フィルムは生きている
『フィルムは生きている』(フィルムはいきている)は、手塚治虫による日本の漫画作品。1958年から1959年にかけて、学習研究社刊行の『中学一年コース』と『中学二年コース』に連載された。
アニメーション映画作りに夢と情熱を傾ける若者の姿を描いた青春漫画である。登場人物や設定は小説『宮本武蔵』をモチーフにしたものとなっている。また、発表当時日本では馴染みの薄かったアニメーション制作について読者に解説する一面も持ち合わせている。
ストーリー
[編集]地方から大都市に出てきた青年・宮本武蔵は、マンガ映画を作ることを夢見ながら、街頭で似顔絵を描いて暮らしていた。武蔵はアニメ制作会社への入社を申し出るが、ベテランアニメ作家・壇末魔から「絵の動きが死んでいる」と評されかなわなかった。似顔絵描きをしているときに出会った佐々木小次郎が、やはりマンガ映画を目指していると知って意気投合し、二人は同居を始める。共同でマンガ映画を作ろうとしたが、どちらの作ったキャラクターを主人公にするかで対立し、喧嘩別れしてしまう。

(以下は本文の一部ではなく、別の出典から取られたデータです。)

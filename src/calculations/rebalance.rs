use crate::calendar::{DailyUsage, days_from};
use crate::constants::REBALANCE_HORIZON_DAYS;
use crate::entry::ScheduleEntry;
use crate::ids::IdGenerator;
use chrono::NaiveDate;
use log::{debug, warn};

#[derive(Debug, Clone, Default, PartialEq)]
pub struct RebalanceOutcome {
    /// Kept sessions in their original order, followed by the moved ones.
    pub schedule: Vec<ScheduleEntry>,
    pub rescheduled: usize,
    /// Missed sessions that found no free day within the horizon.
    pub dropped: Vec<ScheduleEntry>,
}

/// Moves incomplete past sessions forward into days with spare capacity.
///
/// Every missed session restarts its search at `today`, so earlier sessions
/// in the input get the first free slots. Exam dates are not consulted.
pub struct Rebalancer<'a> {
    schedule: &'a [ScheduleEntry],
    daily_hour_budget: f64,
}

impl<'a> Rebalancer<'a> {
    pub fn new(schedule: &'a [ScheduleEntry], daily_hour_budget: f64) -> Self {
        Self {
            schedule,
            daily_hour_budget,
        }
    }

    pub fn execute(&self, today: NaiveDate, ids: &mut dyn IdGenerator) -> RebalanceOutcome {
        let (missed, kept): (Vec<&ScheduleEntry>, Vec<&ScheduleEntry>) = self
            .schedule
            .iter()
            .partition(|entry| entry.is_missed(today));

        if missed.is_empty() {
            debug!("no missed sessions before {today}");
            return RebalanceOutcome {
                schedule: self.schedule.to_vec(),
                rescheduled: 0,
                dropped: Vec::new(),
            };
        }

        let budget = super::effective_budget(self.daily_hour_budget);
        let mut usage = DailyUsage::from_entries(kept.iter().copied());
        let mut moved = Vec::with_capacity(missed.len());
        let mut dropped = Vec::new();

        for entry in missed {
            let slot = days_from(today, REBALANCE_HORIZON_DAYS)
                .find(|day| usage.fits(*day, entry.hours, budget));
            match slot {
                Some(day) => {
                    usage.add(day, entry.hours);
                    moved.push(entry.moved_to(ids.next_id(), day));
                }
                None => {
                    warn!(
                        "no free slot within {REBALANCE_HORIZON_DAYS} days for session '{}' ({}h, was {})",
                        entry.topic_name, entry.hours, entry.date
                    );
                    dropped.push(entry.clone());
                }
            }
        }

        debug!(
            "rebalanced {} missed sessions, {} dropped",
            moved.len(),
            dropped.len()
        );

        let rescheduled = moved.len();
        let mut schedule: Vec<ScheduleEntry> = kept.into_iter().cloned().collect();
        schedule.extend(moved);
        RebalanceOutcome {
            schedule,
            rescheduled,
            dropped,
        }
    }
}

pub fn reschedule_missed(
    schedule: &[ScheduleEntry],
    daily_hour_budget: f64,
    today: NaiveDate,
    ids: &mut dyn IdGenerator,
) -> RebalanceOutcome {
    Rebalancer::new(schedule, daily_hour_budget).execute(today, ids)
}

武蔵は一人でマンガ映画制作を目指し、独力で原画を5万枚描き上げた。しかし、その矢先、似顔絵描きでヤクザの本位田組員に因縁を付けられ、組長の娘・通に助けられるものの、通を連れ戻しに来た組員から家に火を放たれる。その事件がきっかけで、200万部を誇る雑誌『少年パック』の編集長から寄稿を依頼された。武蔵が描いた漫画は一番人気を取った。それを祝う席で武蔵は漫画家の宍戸梅軒から「マンガ映画を無理に捨てた武蔵は、自分の心を殺したぬけがらだ」と指摘される。武蔵は、自殺未遂で入院した壇末魔のもとに通って再び動画の描き方の指導を受け始めた。だが、放火事件のときに角膜を炎にさらした影響で、武蔵の視力は低下していた。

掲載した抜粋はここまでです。